Estimation of soil water evaporation from isotope hydrology methods in an agricultural field

These data are from this publication: Oerter, E. J., Perelet, A., Pardyjak, E., & Bowen, G. (2017). Membrane inlet laser spectroscopy to measure H and O stable isotope compositions of soil and sediment pore water with high sample throughput. Rapid Communications in Mass Spectrometry, 31(1), 75-84. Abstract: RATIONALE: The fast and accurate measurement of H and O stable isotope compositions (δ2H and δ18O values) of soil and sediment pore water remains an impediment to scaling-up the application of these isotopes in soil and vadose hydrology. Here we describe a method and its calibration to measuring soil and sediment pore water δ2H and δ18O values using a water vapor-permeable probe coupled to an isotope ratio infrared spectroscopy analyzer. METHODS: We compare the water vapor probe method with a vapor direct equilibration method, and vacuum extraction with liquid water analysis. At a series of four study sites in a managed desert agroecosystem in the eastern Great Basin of North America, we use the water vapor probe to measure soil depth profiles of δ2H and δ18O values. RESULTS: We demonstrate the accuracy of the method to be equivalent to direct headspace equilibration and vacuum extraction techniques, with increased ease of use in its application, and with analysis throughput rates greater than 7h1. The soil depth H and O stable isotope profiles show that soil properties such as contrasting soil texture and pedogenic soil horizons control the shape of the isotope profiles, which are reflective of local evaporation conditions within the soils. CONCLUSIONS: We conclude that this water vapor probe method has potential to yield large numbers of H and O stable isotope analyses of soil and sediment waters within shorter timeframes and with increased ease than with currently existing methods.

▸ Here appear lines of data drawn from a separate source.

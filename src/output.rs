//! # Output Configuration
//!
//! This module controls how the CLI presents itself: whether colors and
//! emojis are used, and how a failed command is reported.
//!
//! ## Respecting User Preferences
//!
//! The module respects the following environment variables and flags:
//! - `--color=never|always|auto` - CLI flag for color control
//! - `NO_COLOR` - Disables colors when set (per https://no-color.org/)
//! - `CLICOLOR=0` - Disables colors
//! - `CLICOLOR_FORCE=1` - Forces colors even in non-TTY
//! - `TERM=dumb` - Disables colors for dumb terminals
//!
//! ## Error report
//!
//! Whatever error reaches `main` is printed once, as a banner naming the
//! error kind, the summary, and the chain of causes:
//!
//! ```text
//! ⛔⛔ ERROR ⛔⛔
//!
//! ⛔ Error Type:
//!   GitStateError
//!
//! ⛔ Error Summary:
//!   Repository 'nav' has uncommitted changes.
//! ```

use std::env;

use console::style;

/// Output configuration for controlling colors and emojis.
#[derive(Debug, Clone)]
pub struct OutputConfig {
    /// Whether colors and emojis should be used in output.
    pub use_color: bool,
}

impl OutputConfig {
    /// Create an output configuration from environment and CLI flag.
    ///
    /// `--color=always` forces colors on (overriding `NO_COLOR`),
    /// `--color=never` forces them off, and `--color=auto` detects support
    /// from the environment and the terminal.
    pub fn from_env_and_flag(color_flag: &str) -> Self {
        let use_color = match color_flag.to_lowercase().as_str() {
            "always" => true,
            "never" => false,
            _ => Self::detect_color_support(),
        };

        Self { use_color }
    }

    fn detect_color_support() -> bool {
        // The presence of the variable (even if empty) disables colors
        if env::var_os("NO_COLOR").is_some() {
            return false;
        }

        if env::var("CLICOLOR").is_ok_and(|v| v == "0") {
            return false;
        }

        if env::var("CLICOLOR_FORCE").is_ok_and(|v| v != "0" && !v.is_empty()) {
            return true;
        }

        if env::var("TERM").is_ok_and(|v| v == "dumb") {
            return false;
        }

        console::Term::stdout().features().colors_supported()
    }

    #[cfg(test)]
    pub fn with_color() -> Self {
        Self { use_color: true }
    }

    #[cfg(test)]
    pub fn without_color() -> Self {
        Self { use_color: false }
    }
}

impl Default for OutputConfig {
    fn default() -> Self {
        Self::from_env_and_flag("auto")
    }
}

/// Returns the emoji when colors are enabled, the plain text otherwise.
pub fn emoji<'a>(config: &OutputConfig, emoji_str: &'a str, plain: &'a str) -> &'a str {
    if config.use_color {
        emoji_str
    } else {
        plain
    }
}

/// A failed command, ready to be shown to the operator.
#[derive(Debug, Clone, PartialEq, Eq)]
pub struct ErrorReport {
    pub kind: String,
    pub summary: String,
    /// Underlying causes, outermost first.
    pub causes: Vec<String>,
}

impl ErrorReport {
    pub fn new(kind: impl Into<String>, summary: impl Into<String>) -> Self {
        Self {
            kind: kind.into(),
            summary: summary.into(),
            causes: Vec::new(),
        }
    }

    pub fn render(&self, config: &OutputConfig) -> String {
        let marker = emoji(config, "⛔", "!!");
        let title = format!("{marker}{marker} ERROR {marker}{marker}");
        let title = if config.use_color {
            style(title).red().bold().to_string()
        } else {
            title
        };

        let indent = |text: &str| {
            text.trim_end()
                .lines()
                .map(|line| format!("  {}", line))
                .collect::<Vec<_>>()
                .join("\n")
        };

        let mut out = format!(
            "\n{}\n\n{} Error Type:\n{}\n\n{} Error Summary:\n{}\n",
            title,
            marker,
            indent(&self.kind),
            marker,
            indent(&self.summary)
        );
        if !self.causes.is_empty() {
            out.push_str(&format!("\n{} Caused by:\n", marker));
            for cause in &self.causes {
                out.push_str(&indent(cause));
                out.push('\n');
            }
        }
        out
    }
}
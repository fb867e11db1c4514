//! Default values and fixed names for the development environment.
//!
//! This module provides centralized file names, directory names and
//! defaults used across commands, ensuring consistency and avoiding
//! duplication.

use std::path::PathBuf;

/// Branch releases are cut from.
pub const DEFAULT_DEPLOY_BRANCH: &str = "main";

/// Registry images are pushed to.
pub const DEFAULT_REGISTRY: &str = "registry.local:5000";

/// Namespace prefixed to every image name.
pub const DEFAULT_IMAGE_NAMESPACE: &str = "robotdev";

/// Remote directory, relative to the remote user's home, holding workspaces.
pub const DEFAULT_REMOTE_ROOT: &str = "robotdev_ws";

/// Host name meaning "this machine".
pub const LOCALHOST: &str = "localhost";

/// Platform used when running on `localhost`.
pub const LOCALHOST_DEFAULT_PLATFORM: &str = "x86_64";

/// Platform that requires the nvidia container runtime.
pub const NVIDIA_PLATFORM: &str = "jetsonorinagx";

/// `XDG_RUNTIME_DIR` assumed on robots, and locally when it is unset.
pub const DEFAULT_XDG_RUNTIME_DIR: &str = "/run/user/1000";

pub const SETTINGS_FILENAME: &str = "robotdev.yaml";
pub const ROBOTS_FILENAME: &str = "robots.yaml";
pub const ROS_DOMAINS_FILENAME: &str = "users_ros_domains.yaml";
pub const MANIFEST_FILENAME: &str = "manifest.yaml";
pub const PACKAGE_FILENAME: &str = "package.xml";

pub const SRC_DIR: &str = "src";
pub const COMPONENTS_DIR: &str = "components";
pub const DOCKERFILES_DIR: &str = "dockerfiles";
pub const PROD_DOCKERFILE: &str = "prod.dockerfile";
pub const CONFIG_DIR: &str = "config";
pub const COMMANDS_DIR: &str = "commands";
pub const BUILD_DIR: &str = "build";
pub const GENERIC_STATIC_DATA_DIR: &str = "generic_static_data";
pub const GENERIC_PERSISTENT_DATA_DIR: &str = "generic_persistent_data";
pub const COMPONENT_STATIC_DATA_DIR: &str = "component_static_data";
pub const COMPONENT_PERSISTENT_DATA_DIR: &str = "component_persistent_data";
/// Env files live in `config/env/` and in a component's `config/`.
pub const ENV_DIR: &str = "env";
pub const ENV_FILE: &str = "env";

/// Paths inside the container.
pub mod container {
    pub const ROBOT_NAME: &str = "gary";
    pub const ROBOT_BASE_PATH: &str = "/gary";
    pub const ROBOT_SRC_PATH: &str = "/gary/src";
    pub const ROBOT_BUILD_PATH: &str = "/gary/build";
    pub const ROBOT_CONFIG_PATH: &str = "/gary/config";
    pub const ROBOT_COMMANDS_PATH: &str = "/gary/commands";
    pub const ROBOT_GENERIC_STATIC_DATA_PATH: &str = "/gary/generic_static_data";
    pub const ROBOT_GENERIC_PERSISTENT_DATA_PATH: &str = "/gary/generic_persistent_data";
    pub const ROBOT_COMPONENT_STATIC_DATA_PATH: &str = "/gary/component_static_data";
    pub const ROBOT_COMPONENT_PERSISTENT_DATA_PATH: &str = "/gary/component_persistent_data";
}

/// Returns the default development environment root.
///
/// Uses `~/robotdev`, falling back to `robotdev` in the current directory if
/// the home directory cannot be determined.
///
/// This can be overridden by the `--env` CLI flag or the `ROBOTDEV_ENV`
/// environment variable.
pub fn default_env_root() -> PathBuf {
    dirs::home_dir()
        .map(|home| home.join("robotdev"))
        .unwrap_or_else(|| PathBuf::from("robotdev"))
}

本数据集来源于以下文献：Oerter, E. J., Perelet, A., Pardyjak, E., & Bowen, G. (2017). 采用膜进样激光光谱法（membrane inlet laser spectroscopy）实现高样品通量测定土壤与沉积物孔隙水氢、氧稳定同位素组成. 《快速质谱通讯》（Rapid Communications in Mass Spectrometry）, 31(1), 75-84. 摘要： 研究依据：快速且精准地测定土壤与沉积物孔隙水中氢、氧稳定同位素组成（δ²H和δ¹⁸O值），仍是制约这类同位素在土壤及包气带水文领域规模化应用的核心瓶颈。本研究介绍一种结合透水汽探针与同位素比值红外光谱分析仪（isotope ratio infrared spectroscopy analyzer）的测定方法，并阐述其校准流程，用于测定土壤与沉积物孔隙水的δ²H和δ¹⁸O值。 方法：本研究将透水汽探针法与蒸汽直接平衡法、真空萃取法与液态水分析方法进行对比。在北美大盆地东部一处人工管理的沙漠农业生态系统的4个研究样地中，我们采用透水汽探针法测定了土壤深度剖面的δ²H和δ¹⁸O值。 结果：本研究证实，该方法的测定精度与顶空直接平衡法、真空萃取法相当，且操作更简便，分析通量高于7样次/小时。土壤深度氢、氧稳定同位素剖面结果显示，土壤质地差异与成土土层等土壤属性决定了同位素剖面的形态，该形态可反映土壤内部的局部蒸发条件。 结论：本研究认为，相较于现有方法，该透水汽探针法可在更短时间内完成更多土壤与沉积物孔隙水的氢、氧稳定同位素分析，且操作更为简便，具备广阔的应用潜力。